In early trading on Friday, Brent crude was priced above US$73 with WTI around US$70 a barrel.

The international crude oil benchmark dropped more than 6%this week as Saudi Arabia delivered more oil to the market.

American production strong

American production remained strong with more than 11mln barrels a day hitting the market, according to the US Energy Information Administration.

The EIA said the rapid increase in shale drilling is adding to the market. Domestic inventories were also higher last week, adding to the abundant supply on the market.

Saudi Arabia is reported to have added about 500,000 additional barrels a day to the market last month.

A report from Dow Jones said that the country’s OPEC governor Adeeb Al Aama said they will keep exports in line with last month and not oversupply the market.

This news kept prices stronger by the end of the week. Oil exports from Saudi Arabia in June were estimated around 7.2 million barrels a day.

OPEC continues to monitor the market over the summer as it aims to reach 100 percent compliance.

The Joint Ministerial Monitoring Committee held its July meeting as a tele-conference and reported compliance of 121% for June.

Following June's agreement to add more oil to the market, the organisation committed to ensure that “overall performance will not deviate from the 100%conformity” agreement reached this summer.

Despite the reality of more oil on the market, leading analysts still caution about tightness.

Morgan Stanley sees US$85 a barrel

Investment bank Morgan Stanley predicts that oil might reach US$85 a barrel by the end of the year as the big story is a geopolitical one.

“Ahead of sanctions on Iran, several other OPEC members have increased exports sharply,” said the research report, adding “the timing mismatch between these effects is pressuring oil prices".

Morgan Stanley says it sees the oil markets tightening in coming months, but adds that this dip in price presents a buying opportunity currently.

More oil can be expected from other suppliers and according to S&P Global Platts, Russian producers could deliver an additional 600,000 barrels a day by next year.

That would match American production of 11mln barrels a day.

The fall-out of sanctions on Iran is yet to be determined, but the US Treasury Secretary, Steve Mnuchin said while he was committed to zero Iranian oil imports on the market, he might be willing to look at exemptions for a transition period.

He also suggested that the US could tap its strategic petroleum reserve at any time.

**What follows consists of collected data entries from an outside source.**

//! Sales invoices.

use super::customer::{invalid, is_digits, CustomerDetails};
use crate::entity::Record;
use crate::error::Result;
use crate::key::StoreKey;
use chrono::{DateTime, FixedOffset, Utc};
use serde::{Deserialize, Serialize};
use std::collections::HashSet;
use std::fmt;

/// Placeholder written into empty optional fields for non-registered parties.
pub const NOT_APPLICABLE: &str = "N/A";

/// Whether the sale was made under a dealer scheme.
#[derive(Clone, Copy, Debug, PartialEq, Eq, Serialize, Deserialize)]
pub enum Scheme {
    #[serde(rename = "With Scheme")]
    WithScheme,
    #[serde(rename = "Without Scheme")]
    WithoutScheme,
}

impl fmt::Display for Scheme {
    fn fmt(&self, f: &mut fmt::Formatter<'_>) -> fmt::Result {
        match self {
            Scheme::WithScheme => write!(f, "With Scheme"),
            Scheme::WithoutScheme => write!(f, "Without Scheme"),
        }
    }
}

/// One vehicle sold on an invoice. Quantity is always 1.
#[derive(Clone, Debug, PartialEq, Serialize, Deserialize)]
#[serde(rename_all = "camelCase")]
pub struct InvoiceItem {
    pub id: String,
    pub stock_item_id: String,
    pub model_name: String,
    pub chassis_no: String,
    pub engine_no: String,
    pub colour: String,
    #[serde(default = "one")]
    pub qty: u32,
    pub gst: f64,
    /// Rate before discount.
    pub price: f64,
    #[serde(default, skip_serializing_if = "Option::is_none")]
    pub hsn_sac: Option<String>,
    #[serde(default)]
    pub discount_percentage: f64,
}

fn one() -> u32 {
    1
}

/// Optional commercial fields.
///
/// Always present on every invoice, each nullable. Whether a field is shown
/// on forms, documents or exports is decided by the `enable*` toggles of
/// [`super::InvoiceSettings`]; the stored shape never changes.
#[derive(Clone, Debug, Default, PartialEq, Serialize, Deserialize)]
#[serde(rename_all = "camelCase")]
pub struct CommercialFields {
    /// Bill type, e.g. "Cash" or a financier name.
    pub cash_or_hypothecation: Option<String>,
    pub on_road_price: Option<f64>,
    pub scheme: Option<Scheme>,
    pub insurance_amount: Option<f64>,
    pub registration_amount: Option<f64>,
    pub accessories_amount: Option<f64>,
    pub sales_person_name: Option<String>,
    pub aadhar_no: Option<String>,
    pub nominee_name: Option<String>,
    pub rto: Option<String>,
}

impl CommercialFields {
    /// Fill blanks with the placeholders used for non-registered parties.
    pub fn fill_unregistered_defaults(&mut self) {
        for field in [
            &mut self.cash_or_hypothecation,
            &mut self.rto,
            &mut self.nominee_name,
            &mut self.sales_person_name,
        ] {
            if field.as_deref().map_or(true, |v| v.trim().is_empty()) {
                *field = Some(NOT_APPLICABLE.to_string());
            }
        }
        if self.scheme.is_none() {
            self.scheme = Some(Scheme::WithoutScheme);
        }
        if self.aadhar_no.is_none() {
            self.aadhar_no = Some(String::new());
        }
    }

    fn validate(&self, aadhar_enabled: bool) -> Result<()> {
        if aadhar_enabled {
            if let Some(aadhar) = self.aadhar_no.as_deref().map(str::trim) {
                if !aadhar.is_empty() && !is_digits(aadhar, 12) {
                    return Err(invalid("aadharNo", "must be 12 digits"));
                }
            }
        }
        for (name, amount) in [
            ("onRoadPrice", self.on_road_price),
            ("insuranceAmount", self.insurance_amount),
            ("registrationAmount", self.registration_amount),
            ("accessoriesAmount", self.accessories_amount),
        ] {
            if amount.is_some_and(|a| a.is_nan() || a < 0.0) {
                return Err(invalid(name, "cannot be negative"));
            }
        }
        Ok(())
    }
}

/// A stored invoice.
#[derive(Clone, Debug, PartialEq, Serialize, Deserialize)]
#[serde(rename_all = "camelCase")]
pub struct Invoice {
    pub id: String,
    /// Printed serial; assigned once at creation and never changed.
    pub serial_no: String,
    pub customer_id: String,
    /// The customer as they were when the invoice was last saved.
    pub customer_details: CustomerDetails,
    pub invoice_date: DateTime<FixedOffset>,
    pub items: Vec<InvoiceItem>,
    #[serde(flatten)]
    pub commercial: CommercialFields,
    pub created_at: DateTime<Utc>,
    pub updated_at: DateTime<Utc>,
}

impl Invoice {
    /// Ids of the stock items this invoice holds, in item order.
    pub fn stock_item_ids(&self) -> Vec<String> {
        self.items.iter().map(|i| i.stock_item_id.clone()).collect()
    }

    pub fn holds(&self, stock_item_id: &str) -> bool {
        self.items.iter().any(|i| i.stock_item_id == stock_item_id)
    }
}

impl Record for Invoice {
    fn record_id(&self) -> &str {
        &self.id
    }

    fn collection() -> StoreKey {
        StoreKey::Invoices
    }

    fn kind() -> &'static str {
        "invoice"
    }
}

/// Input line for an invoice. Vehicle attributes are copied from the stock
/// item at save time.
#[derive(Clone, Debug, Default, PartialEq, Serialize, Deserialize)]
#[serde(rename_all = "camelCase")]
pub struct InvoiceItemForm {
    #[serde(default)]
    pub id: Option<String>,
    pub stock_item_id: String,
    #[serde(default)]
    pub hsn_sac: Option<String>,
    #[serde(default)]
    pub discount_percentage: f64,
}

impl InvoiceItemForm {
    pub fn new(stock_item_id: impl Into<String>) -> Self {
        InvoiceItemForm {
            stock_item_id: stock_item_id.into(),
            ..Default::default()
        }
    }
}

/// Input for creating or editing an invoice.
#[derive(Clone, Debug, PartialEq, Serialize, Deserialize)]
#[serde(rename_all = "camelCase")]
pub struct InvoiceForm {
    pub customer_id: String,
    pub invoice_date: DateTime<FixedOffset>,
    pub items: Vec<InvoiceItemForm>,
    #[serde(flatten)]
    pub commercial: CommercialFields,
}

impl InvoiceForm {
    /// Check the form's own fields. Referenced records are checked by the
    /// service.
    ///
    /// # Errors
    ///
    /// Returns `Error::ValidationError` naming the first offending field.
    pub fn validate(&self, aadhar_enabled: bool) -> Result<()> {
        if self.customer_id.trim().is_empty() {
            return Err(invalid("customerId", "is required"));
        }
        if self.items.is_empty() {
            return Err(invalid(
                "items",
                "must contain at least one item",
            ));
        }
        let mut seen = HashSet::new();
        for (line, item) in self.items.iter().enumerate() {
            if item.stock_item_id.trim().is_empty() {
                return Err(invalid(&format!("items[{}].stockItemId", line), "is required"));
            }
            if !seen.insert(item.stock_item_id.as_str()) {
                return Err(invalid(
                    &format!("items[{}].stockItemId", line),
                    "is already on this invoice",
                ));
            }
            let d = item.discount_percentage;
            if d.is_nan() || !(0.0..=100.0).contains(&d) {
                return Err(invalid(
                    &format!("items[{}].discountPercentage", line),
                    "must be between 0 and 100",
                ));
            }
        }
        self.commercial.validate(aadhar_enabled)
    }
}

Geopolitics dominate market

Geopolitics have dominated the market in recent months and according to PVM Oil Associates, this will continue.

In a report this week, the analysts said that “political and economic events are shaping the oil market in a way that they have not shaped for quite some time,” adding that “uncertainties” surrounding global oil supply and demand continue to rise, almost on a daily basis.

With such nervousness in the market, producers and investors will be watching the market with even greater scrutiny. It’s a wait and see game as players hope for more positive news.